So the Iphone app 0-100 best times were 3.2 to 3.4 so allowing for the GPS a good sub 4 I think. and 100-0 in under 4 seconds was starting to lock up.

Quite happy with this.


----------



## Duncan (Dec 8, 2008)

Great results!

I aim to get down there - I'm very fast off the line - then I start to voltage limit
Once I get that sorted I'll see what I can do

My top speed will be limited by max revs on the motor - probably OK about 130Kph - bit dodgy after that!

How are you doing your brakes?
Do you have a balance bar front/rear on the hydraulics?
How do you cope with variable re-gen braking?

My brakes are off a Subaru (1400Kg) so I'm running totally unpowered but with 740Kg that's OK
With my present balance I seem to be able to lock up front and rear at the same time

Same with the power steering - not needed
One thing that could be handy
I have used a Subaru steering column - I modified the up/down tilt mechanism 
Not for driving but so I can tilt the column out of the way to make it easier to get in and out (I'm a bit old and stiff these days)

It's a lot easier to get in then drop the wheel back into position


----------



## EVsonic (Aug 14, 2014)

Yes I have a balance bar adjusted all the way to the front.
I have 2 forms of regen

1 is foot off accelerator with a switch on the dash to give 2 set-ups so I can program forward revs reverse revs regeneration and neural regeneration as well as acceleration rate.
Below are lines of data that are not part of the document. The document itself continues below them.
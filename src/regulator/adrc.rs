// -*- coding: utf-8 -*-
// SPDX-License-Identifier: Apache-2.0 OR MIT
// Copyright (C) 2025 Michael Büsch <m@bues.ch>

//! Active disturbance rejection control.
//!
//! A first order motor model `speed' = b0 * u + f` where `f` lumps load,
//! friction and every other unmodeled effect. An extended state observer
//! tracks the speed and `f` (the correction), and the control law cancels
//! the estimated `f` and closes a proportional loop on the estimated speed.

use super::{KnobScale, Regulator};
use crate::{
    calib::tune_adrc::AdrcTuner,
    config::RuntimeConfig,
    fixpt::{Fix16, fix16},
    timer::Decimator,
};

/// Observer and control frequency, in Hz.
pub const ADRC_FREQ: u32 = 1000;

/// Motor model gain.
pub const B0: Fix16 = fix16!(5);
/// Inverse motor model gain.
pub const B0_INV: Fix16 = fix16!(1 / 5);

const FREQ: Fix16 = Fix16::from_int(ADRC_FREQ as i32);

/// ADRC speed regulator.
///
/// The output is the normalized speed command, limited to the speed range.
/// No drive nonlinearity compensation is applied here.
pub struct Adrc {
    kp: Fix16,
    kobservers: Fix16,
    p_corr_coeff: Fix16,
    l1: Fix16,
    l2: Fix16,
    speed_estimated: Fix16,
    correction: Fix16,
    out: Fix16,
    scale: KnobScale,
    decim: Decimator,
}

impl Adrc {
    pub fn new(cfg: &RuntimeConfig) -> Self {
        let mut this = Self {
            kp: Fix16::ZERO,
            kobservers: Fix16::ZERO,
            p_corr_coeff: Fix16::ZERO,
            l1: Fix16::ZERO,
            l2: Fix16::ZERO,
            speed_estimated: Fix16::ZERO,
            correction: Fix16::ZERO,
            out: Fix16::ZERO,
            scale: KnobScale::new(cfg),
            decim: Decimator::new(ADRC_FREQ),
        };
        this.configure(cfg);
        this
    }

    /// Set the gains and derive the observer gains from them.
    pub fn set_gains(&mut self, kp: Fix16, kobservers: Fix16, p_corr_coeff: Fix16) {
        self.kp = kp;
        self.kobservers = kobservers;
        self.p_corr_coeff = p_corr_coeff;

        let k = kobservers * kp;
        self.l1 = fix16!(2) * k;
        self.l2 = k * k;
    }

    pub fn kp(&self) -> Fix16 {
        self.kp
    }

    pub fn kobservers(&self) -> Fix16 {
        self.kobservers
    }

    pub fn p_corr_coeff(&self) -> Fix16 {
        self.p_corr_coeff
    }

    pub fn observer_gains(&self) -> (Fix16, Fix16) {
        (self.l1, self.l2)
    }

    pub fn correction(&self) -> Fix16 {
        self.correction
    }
}

impl Regulator for Adrc {
    type Tuner = AdrcTuner;

    fn configure(&mut self, cfg: &RuntimeConfig) {
        self.scale = KnobScale::new(cfg);
        self.set_gains(
            Fix16::from_f32(cfg.adrc_kp),
            Fix16::from_f32(cfg.adrc_kobservers),
            Fix16::from_f32(cfg.adrc_p_corr_coeff),
        );
        self.reset_state();
    }

    /// Clear the observers. Skips one control step to let the
    /// speed measurement resynchronize.
    fn reset_state(&mut self) {
        self.speed_estimated = Fix16::ZERO;
        self.correction = Fix16::ZERO;
        self.out = Fix16::ZERO;
        self.decim.restart();
    }

    fn tick(&mut self, knob: Fix16, speed: Fix16) -> Fix16 {
        if !self.decim.tick() {
            return self.out;
        }

        if self.scale.in_dead_zone(knob) {
            self.speed_estimated = Fix16::ZERO;
            self.correction = Fix16::ZERO;
            self.out = Fix16::ZERO;
            return self.out;
        }

        let target = self.scale.normalize(knob);
        let deviation = speed - self.speed_estimated;

        let p_corr = deviation * self.p_corr_coeff;
        let u0 = (target - self.speed_estimated) * self.kp;

        // Observers, explicit Euler at ADRC_FREQ.
        self.correction += deviation * self.l2 / FREQ;
        self.speed_estimated += (u0 + self.l1 * deviation) / FREQ;
        self.speed_estimated = self.scale.limit(self.speed_estimated);

        let out = (u0 - self.correction - p_corr) * B0_INV;
        let limited = self.scale.limit(out);
        if limited != out {
            // Back-calculate the disturbance estimate so the unlimited
            // output equals the limit. Leaving saturation is smooth.
            self.correction = u0 - p_corr - limited * B0;
        }
        self.out = limited;

        self.out
    }

    fn out_power(&self) -> Fix16 {
        self.out
    }

    fn knob_scale(&self) -> &KnobScale {
        &self.scale
    }
}

#[cfg(test)]
mod test {
    use super::*;
    use crate::{config::MemStore, timer::TICK_FREQ};

    const STEP: u32 = TICK_FREQ / ADRC_FREQ;

    fn step(a: &mut Adrc, knob: Fix16, speed: Fix16) -> Fix16 {
        let mut out = Fix16::ZERO;
        for _ in 0..STEP {
            out = a.tick(knob, speed);
        }
        out
    }

    #[test]
    fn test_observer_gains() {
        let mut a = Adrc::new(&RuntimeConfig::default());
        a.set_gains(fix16!(3), fix16!(2), Fix16::ZERO);
        assert_eq!(a.observer_gains(), (fix16!(12), fix16!(36)));
    }

    #[test]
    fn test_gain_roundtrip() {
        let mut store = MemStore::new();
        let mut cfg = RuntimeConfig::load(&store);
        cfg.save_adrc_kp(&mut store, 4.25);
        cfg.save_adrc_kobservers(&mut store, 1.5);
        cfg.save_adrc_p_corr_coeff(&mut store, 0.75);
        let a = Adrc::new(&RuntimeConfig::load(&store));
        assert_eq!(a.kp(), fix16!(4.25));
        assert_eq!(a.kobservers(), fix16!(1.5));
        assert_eq!(a.p_corr_coeff(), fix16!(0.75));
    }

    #[test]
    fn test_output_limited() {
        let mut a = Adrc::new(&RuntimeConfig::default());
        a.set_gains(fix16!(20), fix16!(1), Fix16::ZERO);
        for _ in 0..500 {
            let out = step(&mut a, Fix16::ONE, Fix16::ZERO);
            assert!(out <= a.knob_scale().max());
            assert!(out >= a.knob_scale().min() || out == Fix16::ZERO);
        }
    }

    #[test]
    fn test_anti_windup() {
        let mut a = Adrc::new(&RuntimeConfig::default());
        a.set_gains(fix16!(10), fix16!(1), Fix16::ZERO);
        // Motor stalled at zero speed: output pinned at the limit.
        for _ in 0..2000 {
            step(&mut a, Fix16::ONE, Fix16::ZERO);
        }
        let max = a.knob_scale().max();
        assert_eq!(a.out_power(), max);
        // The back-calculated correction keeps the unlimited output at
        // the limit, so the disturbance estimate does not run away.
        let c = a.correction();
        step(&mut a, Fix16::ONE, Fix16::ZERO);
        assert!((a.correction() - c).abs() < fix16!(0.5));

        // The motor starts to move: the output leaves the limit without a jump.
        let released = step(&mut a, Fix16::ONE, fix16!(0.3));
        assert!(released <= max);
        assert!(max - released < fix16!(0.05));
    }

    #[test]
    fn test_dead_zone() {
        let mut a = Adrc::new(&RuntimeConfig::default());
        for _ in 0..10 {
            assert_eq!(step(&mut a, Fix16::ZERO, Fix16::ZERO), Fix16::ZERO);
        }
    }
}

// vim: ts=4 sw=4 expandtab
Sort of like a sports economy mode

2 regen is with a variable pressure transducer on the brake circuit.

Brakes are twin pot Hispec all round,

Love your idea for the steering wheel I have to step in passenger side and slide under steering wheel.

The rack is low geared 2.5 turns lock to lock not idea for hill climbs but I think good for the street.

I can get to 70 kph on my 40 meter drive way and stop in the last 10 meters with the regen.

The thing I have learnt with these controllers is if you plant your foot get the car going to6 around 1000 to 1200 rpm then back off and give her again it accelerate harder and spins the wheels again .
It's like the program sees the motor speed and instead of acceleration being 0.1 to 8500rpm at zero its 0.1 from 1200rpm to 8500 so it's quicker.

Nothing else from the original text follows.